A festival for the unassuming goat

Every small town needs a street festival, and what better excuse for one could there be than goats?

This past weekend a friend and I went to the Spindale Goat Festival, where all things dairy goat took center stage. The festival is now in its third year and attracts thousands, including a multitude of dairy goats and their owners.

The festival had its start as sort of a joke, Shirley McKenzie, association manager for the American Dairy Goat Association, told me.

Spindale, you might not realize, is the home of the American Dairy Goat Association. That was apparently a question asked on the game show Jeopardy one time. I’m told the contestant actually answered the question correctly.

“Someone said, ‘We ought to have a goat parade,’” McKenzie explained.

From a tiny acorn grows the mighty oak … and three years later, the goat parade has morphed into a complete festival. There is music, food and entertainment, carnival rides for kids and lots of goat-themed booths and yes, regular festival-type booths, too.

But let’s back the story up a little and answer that question now burning inside of you: And how exactly did Spindale become home to the American Dairy Goat Association?

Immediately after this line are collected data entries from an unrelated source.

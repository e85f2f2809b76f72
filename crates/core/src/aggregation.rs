//! Landing-page summaries: genre sales share, weighted genre rank, rating share, monthly sales.
//!
//! Each computation is a fixed number of passes over the full record list and returns an
//! ordered [`ChartSeries`] ready for a [`crate::charts::ChartSink`].

use std::cmp::Ordering;

use serde::Serialize;
use tracing::debug;

use crate::charts::{ChartKind, ChartPoint, ChartSeries};
use crate::domain::movie::{MovieRecord, GENRES, MONTHS};
use crate::domain::selection::Rating;
use crate::errors::InsightError;
use crate::format::{round2, round_number_billions};

/// Number of genres shown individually in the share chart before the `Other` bucket.
pub const TOP_GENRE_COUNT: usize = 5;
/// Multiplier applied to each genre's share of the accumulated denominator.
pub const GENRE_SHARE_SCALE: f64 = 1000.0;
/// The `Other` bucket is this value minus the top genres' scaled shares.
pub const GENRE_SHARE_BUDGET: f64 = 10.0;
/// Points awarded to the first record inspected in the weighted rank walk.
pub const RANK_START_POINTS: i64 = 1000;
pub const RANK_DIVISOR: f64 = 10_000.0;

/// Raw per-genre world-sales sums behind the share chart.
#[derive(Clone, Debug, PartialEq, Eq, Serialize)]
pub struct GenreSalesTotals {
    pub per_genre: Vec<(String, i64)>,
    /// World sales summed once per record.
    pub single_pass_total: i64,
    /// World sales summed once per genre per record, the share chart's denominator.
    pub accumulated_total: i64,
}

impl GenreSalesTotals {
    pub fn sum_for(&self, genre: &str) -> Option<i64> {
        self.per_genre.iter().find(|(name, _)| name == genre).map(|(_, sum)| *sum)
    }

    /// Unscaled share against a single pass over the records.
    pub fn single_pass_fraction(&self, genre: &str) -> Option<f64> {
        if self.single_pass_total == 0 {
            return None;
        }
        self.sum_for(genre).map(|sum| sum as f64 / self.single_pass_total as f64)
    }
}

pub fn genre_sales_totals(records: &[MovieRecord]) -> Result<GenreSalesTotals, InsightError> {
    let world: Vec<i64> = records.iter().map(MovieRecord::world_amount).collect::<Result<_, _>>()?;

    let mut per_genre = Vec::with_capacity(GENRES.len());
    let mut accumulated_total = 0_i64;
    for genre in GENRES {
        let mut genre_sum = 0_i64;
        for (movie, sales) in records.iter().zip(&world) {
            accumulated_total += sales;
            if movie.genre_substring_match(genre) {
                genre_sum += sales;
            }
        }
        per_genre.push((genre.to_string(), genre_sum));
    }

    Ok(GenreSalesTotals { per_genre, single_pass_total: world.iter().sum(), accumulated_total })
}

/// Top five genres by scaled share plus an `Other` bucket.
///
/// Each share is the genre's sum over the accumulated (once per genre) total, times 1000.
pub fn genre_sales_share(records: &[MovieRecord]) -> Result<ChartSeries, InsightError> {
    let totals = genre_sales_totals(records)?;
    if totals.accumulated_total == 0 {
        return Err(InsightError::no_matches("any world sales for the genre share chart"));
    }

    let denominator = totals.accumulated_total as f64;
    let mut shares: Vec<ChartPoint> = totals
        .per_genre
        .iter()
        .map(|(genre, sum)| {
            ChartPoint::new(genre.clone(), round2(*sum as f64 / denominator * GENRE_SHARE_SCALE))
        })
        .collect();
    shares.sort_by(|a, b| b.value.partial_cmp(&a.value).unwrap_or(Ordering::Equal));
    shares.truncate(TOP_GENRE_COUNT);

    let top_sum: f64 = shares.iter().map(|point| point.value).sum();
    shares.push(ChartPoint::new("Other", round2(GENRE_SHARE_BUDGET - top_sum)));

    Ok(ChartSeries::new(ChartKind::GenreSales, "Genre sales share", shares))
}

/// File-order weighted score per genre.
///
/// Points start at 1000 and drop by one for every record inspected, matching or not; a
/// matching record adds the current points to its genre. Totals are divided by 10000.
pub fn weighted_genre_rank(records: &[MovieRecord]) -> ChartSeries {
    let points = GENRES
        .iter()
        .map(|genre| {
            let mut available = RANK_START_POINTS;
            let mut total = 0_i64;
            for movie in records {
                if movie.genre_substring_match(genre) {
                    total += available;
                }
                available -= 1;
            }
            ChartPoint::new(*genre, total as f64 / RANK_DIVISOR)
        })
        .collect();

    ChartSeries::new(ChartKind::GenreRanks, "Weighted genre rank", points)
}

/// Share of all records carrying each of the four ratings, matched exactly.
pub fn rating_distribution(records: &[MovieRecord]) -> Result<ChartSeries, InsightError> {
    if records.is_empty() {
        return Err(InsightError::no_matches("any record for the rating distribution"));
    }

    let total = records.len() as f64;
    let points = Rating::ALL
        .iter()
        .map(|rating| {
            let count = records.iter().filter(|movie| movie.has_rating(*rating)).count();
            ChartPoint::new(rating.as_str(), count as f64 / total)
        })
        .collect();

    Ok(ChartSeries::new(ChartKind::RatingSales, "Rating share", points))
}

/// World sales per release month, in billions rounded to two decimals.
pub fn monthly_sales(records: &[MovieRecord]) -> Result<ChartSeries, InsightError> {
    let mut points = Vec::with_capacity(MONTHS.len());
    for month in MONTHS {
        let mut month_total = 0_i64;
        for movie in records.iter().filter(|movie| movie.released_in(month)) {
            month_total += movie.world_amount()?;
        }
        points.push(ChartPoint::new(month, round_number_billions(month_total as f64)));
    }

    Ok(ChartSeries::new(ChartKind::SalesMonths, "World sales by month (billions)", points))
}

/// The four landing-page charts computed together.
#[derive(Clone, Debug, PartialEq, Serialize)]
pub struct LandingSummary {
    pub genre_sales: ChartSeries,
    pub genre_ranks: ChartSeries,
    pub rating_sales: ChartSeries,
    pub sales_months: ChartSeries,
}

impl LandingSummary {
    pub fn compute(records: &[MovieRecord]) -> Result<Self, InsightError> {
        let summary = Self {
            genre_sales: genre_sales_share(records)?,
            genre_ranks: weighted_genre_rank(records),
            rating_sales: rating_distribution(records)?,
            sales_months: monthly_sales(records)?,
        };
        debug!(
            event_name = "analytics.landing.computed",
            record_count = records.len(),
            "landing summary computed"
        );
        Ok(summary)
    }

    pub fn charts(&self) -> Vec<ChartSeries> {
        vec![
            self.genre_sales.clone(),
            self.genre_ranks.clone(),
            self.rating_sales.clone(),
            self.sales_months.clone(),
        ]
    }
}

McKenzie said that the association was organized in 1904 to collect, record and preserve the pedigrees of dairy goats and to provide genetic, management and related services to dairy goat breeders.

The first office was located in Elyria, Ohio. In 1959, the secretary-treasurer was one Robert W. Soens. A time came when his health required that he move to a milder climate. Soens chose to move to Bostic, N.C., and the American Dairy Goat Association moved with him. As the association’s goat registry grew, it required more space, and so an office was acquired in Spindale in 1963. Today, the group has eight fulltime employees and an annual budget of about $1.3 million.

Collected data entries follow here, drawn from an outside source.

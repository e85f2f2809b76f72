use std::process::ExitCode;

fn main() -> ExitCode {
    boxoffice_cli::run()
}
use tracing::info;

use super::franchise::belongs_to_series;
use super::types::{
    PredictionOutcome, PredictionRequest, ProjectedSales, RatingAverage, SalesBounds, SeriesEntry,
};
use super::{Adjustments, PredictionResult};
use crate::domain::movie::MovieRecord;
use crate::domain::selection::Rating;
use crate::errors::InsightError;
use crate::format::round_number_as_string;

/// Heuristic projection of a hypothetical title's sales from averages over similar records.
#[derive(Clone, Debug, Default)]
pub struct PredictionEngine {
    adjustments: Adjustments,
}

#[derive(Clone, Copy, Debug, Default)]
struct RatingTally {
    world_sum: i64,
    count: u64,
}

impl PredictionEngine {
    pub fn new() -> Self {
        Self::default()
    }

    pub fn with_adjustments(adjustments: Adjustments) -> Self {
        Self { adjustments }
    }

    /// Runs the full projection. Steps apply in a fixed order and each one consumes the
    /// projection left by the previous step.
    pub fn predict(
        &self,
        records: &[MovieRecord],
        request: &PredictionRequest,
    ) -> PredictionResult<PredictionOutcome> {
        request.validate()?;
        let genre_count = request.genres.len();

        // Genre sums count a record once per matching selected genre. Rating tallies run once
        // per selected genre whether or not it matched.
        let mut genre_domestic = 0_i64;
        let mut genre_international = 0_i64;
        let mut genre_world = 0_i64;
        let mut match_count = 0_u64;
        let mut rating_tallies = [RatingTally::default(); 4];

        for movie in records {
            let domestic = movie.domestic_amount()?;
            let international = movie.international_amount()?;
            let world = movie.world_amount()?;

            for genre in &request.genres {
                if movie.genre_substring_match(genre) {
                    genre_domestic += domestic;
                    genre_international += international;
                    genre_world += world;
                    match_count += 1;
                }
                if let Some(slot) = Rating::ALL.iter().position(|rating| movie.has_rating(*rating)) {
                    rating_tallies[slot].world_sum += world;
                    rating_tallies[slot].count += 1;
                }
            }
        }

        let mut genre_bounds = exact_genre_bounds(records, &request.genres)?;

        if match_count == 0 {
            return Err(InsightError::no_matches(format!("genres {:?}", request.genres)));
        }
        let divisor = genre_count as f64 * match_count as f64;
        let genres_domestic = genre_domestic as f64 / divisor;
        let genres_international = genre_international as f64 / divisor;
        let genres_world = genre_world as f64 / divisor;

        let mut month_total = 0_i64;
        let mut month_releases = 0_u64;
        let mut month_bounds = SalesBounds::default();
        for movie in records.iter().filter(|movie| movie.released_in(&request.month)) {
            let world = movie.world_amount()?;
            month_total += world;
            month_releases += 1;
            month_bounds.observe(world);
        }
        if month_releases == 0 {
            return Err(InsightError::no_matches(format!("month `{}`", request.month)));
        }
        let month_average = month_total as f64 / month_releases as f64;

        // Domestic is replaced by the blend while the other two accumulate onto a fresh zero.
        let mut projected = ProjectedSales::default();
        projected.domestic = (month_average + genres_domestic) / 2.0;
        projected.international += (month_average + genres_international) / 2.0;
        projected.world += (month_average + genres_world) / 2.0;

        if request.rating == Some(Rating::R) {
            projected.scale(self.adjustments.restricted_rating_factor);
        }

        let mut series_sales = Vec::new();
        if let Some(series) = request.series.as_deref() {
            if records.iter().any(|movie| movie.title_contains(series)) {
                projected.scale(1.0 + self.adjustments.series_bonus);
            }
            for movie in records.iter().filter(|movie| belongs_to_series(movie, series)) {
                let world = movie.world_amount()?;
                genre_bounds.observe(world);
                series_sales.push(SeriesEntry { title: movie.title.clone(), world_sales: world });
            }
        }

        if genre_count > self.adjustments.genre_penalty_threshold {
            let excess = (genre_count - self.adjustments.genre_penalty_threshold) as f64;
            projected.scale(1.0 - self.adjustments.genre_penalty_step * excess);
        }

        let comparables = comparable_titles(
            records,
            &request.genres,
            request.rating_label(),
            self.adjustments.comparable_limit,
        )?;

        let rating_averages = Rating::ALL
            .iter()
            .zip(rating_tallies)
            .map(|(rating, tally)| {
                let scaled_sum = tally.world_sum as f64 / genre_count as f64;
                let scaled_count = tally.count as f64 / genre_count as f64;
                let average = if tally.count == 0 { 0.0 } else { scaled_sum / scaled_count };
                RatingAverage { rating: *rating, scaled_sum, scaled_count, average }
            })
            .collect();

        info!(
            event_name = "analytics.prediction.computed",
            genre_count,
            match_count,
            rating = request.rating_label(),
            month = %request.month,
            series = request.series.as_deref().unwrap_or("None"),
            projected_world = projected.world,
            "prediction computed"
        );

        Ok(PredictionOutcome {
            request: request.clone(),
            domestic_display: round_number_as_string(projected.domestic),
            international_display: round_number_as_string(projected.international),
            world_display: round_number_as_string(projected.world),
            projected,
            comparables,
            genre_bounds,
            month_average,
            month_bounds,
            series_sales,
            rating_averages,
        })
    }
}

/// Bounds over records whose genre text is exactly the selection's list literal, falling back
/// to records whose parsed genre list contains every selected genre.
fn exact_genre_bounds(
    records: &[MovieRecord],
    genres: &[String],
) -> PredictionResult<SalesBounds> {
    let mut bounds = SalesBounds::default();
    for movie in records.iter().filter(|movie| movie.genre_text_equals(genres)) {
        bounds.observe(movie.world_amount()?);
    }
    if !bounds.is_empty() {
        return Ok(bounds);
    }

    for movie in records {
        if movie.genre_list_contains_all(genres)? {
            bounds.observe(movie.world_amount()?);
        }
    }
    Ok(bounds)
}

/// First `limit` records in file order that carry every selected genre and the exact rating.
fn comparable_titles(
    records: &[MovieRecord],
    genres: &[String],
    rating: &str,
    limit: usize,
) -> PredictionResult<Vec<MovieRecord>> {
    let mut comparables = Vec::with_capacity(limit);
    for movie in records {
        if comparables.len() == limit {
            break;
        }
        if movie.rating == rating && movie.genre_list_contains_all(genres)? {
            comparables.push(movie.clone());
        }
    }
    Ok(comparables)
}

According to a fact sheet, the American Dairy Goat Association is now third in total dairy animals registered annually in the U.S., following the Holstein and Jersey cow organizations. The group has more than 14,000 members and annually registers more than 37,000 animals. Since it started, the American Dairy Goat Association has registered or recorded more than a million animals.

A few more gee-wiz facts: the American Dairy Goat Association sanctions more than 1,100 shows annually throughout the U.S., with each show routinely averaging more than 1,500 entries. In other words, this is big-time organization in the agricultural arena.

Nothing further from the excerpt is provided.